● **PROVIDED ENTRIES**:
// Copyright (c) 2025 - Cowboy AI, Inc.
//! Worker configuration loaded from the environment

use std::fmt;
use std::str::FromStr;
use std::time::Duration;

use crate::bmc::SessionConfig;
use crate::errors::{InfrastructureError, InfrastructureResult};
use crate::logging::LogFormat;
use crate::nats::NatsConfig;

/// Inventory service connection settings
#[derive(Clone, PartialEq, Eq)]
pub struct InventoryConfig {
    /// Base URL, e.g. `http://serverservice:8000`
    pub endpoint: String,
    /// Bearer token
    pub token: String,
    /// Per-request timeout
    pub timeout_secs: u64,
}

impl fmt::Debug for InventoryConfig {
    fn fmt(&self, f: &mut fmt::Formatter<'_>) -> fmt::Result {
        f.debug_struct("InventoryConfig")
            .field("endpoint", &self.endpoint)
            .field("token", &"<redacted>")
            .field("timeout_secs", &self.timeout_secs)
            .finish()
    }
}

/// Everything a worker process needs
#[derive(Debug, Clone)]
pub struct WorkerConfig {
    pub nats: NatsConfig,
    /// Subject carrying power work items
    pub subject: String,
    /// Only accept work for this facility when set
    pub facility_code: Option<String>,
    pub inventory: InventoryConfig,
    pub session: SessionConfig,
    pub log_level: String,
    pub log_format: LogFormat,
}

impl WorkerConfig {
    /// Load configuration from process environment variables
    pub fn from_env() -> InfrastructureResult<Self> {
        Self::from_lookup(|key| std::env::var(key).ok())
    }

    /// Load configuration from an arbitrary key lookup
    pub fn from_lookup<F>(lookup: F) -> InfrastructureResult<Self>
    where
        F: Fn(&str) -> Option<String>,
    {
        let var = |key: &str, default: &str| lookup(key).unwrap_or_else(|| default.to_string());

        let nats = NatsConfig {
            servers: var("NATS_URL", "nats://localhost:4222")
                .split(',')
                .map(|s| s.trim().to_string())
                .filter(|s| !s.is_empty())
                .collect(),
            name: "bmc-worker".to_string(),
            ..NatsConfig::default()
        };

        let inventory = InventoryConfig {
            endpoint: var("INVENTORY_URL", "http://localhost:8000"),
            token: lookup("INVENTORY_TOKEN")
                .filter(|t| !t.trim().is_empty())
                .ok_or_else(|| {
                    InfrastructureError::Configuration("INVENTORY_TOKEN not set".to_string())
                })?,
            timeout_secs: parse_number(&lookup, "INVENTORY_TIMEOUT_SECS", 30)?,
        };

        let session = SessionConfig {
            login_attempts: parse_number(&lookup, "BMC_LOGIN_ATTEMPTS", 3)?,
            login_timeout: Duration::from_secs(parse_number(&lookup, "BMC_LOGIN_TIMEOUT_SECS", 180)?),
            logout_timeout: Duration::from_secs(parse_number(&lookup, "BMC_LOGOUT_TIMEOUT_SECS", 60)?),
        };

        let log_format = match lookup("LOG_FORMAT") {
            Some(raw) => raw.parse()?,
            None => LogFormat::default(),
        };

        Ok(Self {
            nats,
            subject: var("BMC_WORKER_SUBJECT", "bmc.power.>"),
            facility_code: lookup("FACILITY_CODE")
                .map(|f| f.trim().to_string())
                .filter(|f| !f.is_empty()),
            inventory,
            session,
            log_level: var("LOG_LEVEL", "info"),
            log_format,
        })
    }
}

fn parse_number<F, T>(lookup: &F, key: &str, default: T) -> InfrastructureResult<T>
where
    F: Fn(&str) -> Option<String>,
    T: FromStr,
    T::Err: fmt::Display,
{
    match lookup(key) {
        None => Ok(default),
        Some(raw) => raw.trim().parse().map_err(|e| {
            InfrastructureError::Configuration(format!("{} must be a number: {}", key, e))
        }),
    }
}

● **TASK ITEM**: Copy, from the data above, every line where the word "Option" appears.

● **SOLUTION BELOW**:
    pub facility_code: Option<String>,
        F: Fn(&str) -> Option<String>,
    F: Fn(&str) -> Option<String>,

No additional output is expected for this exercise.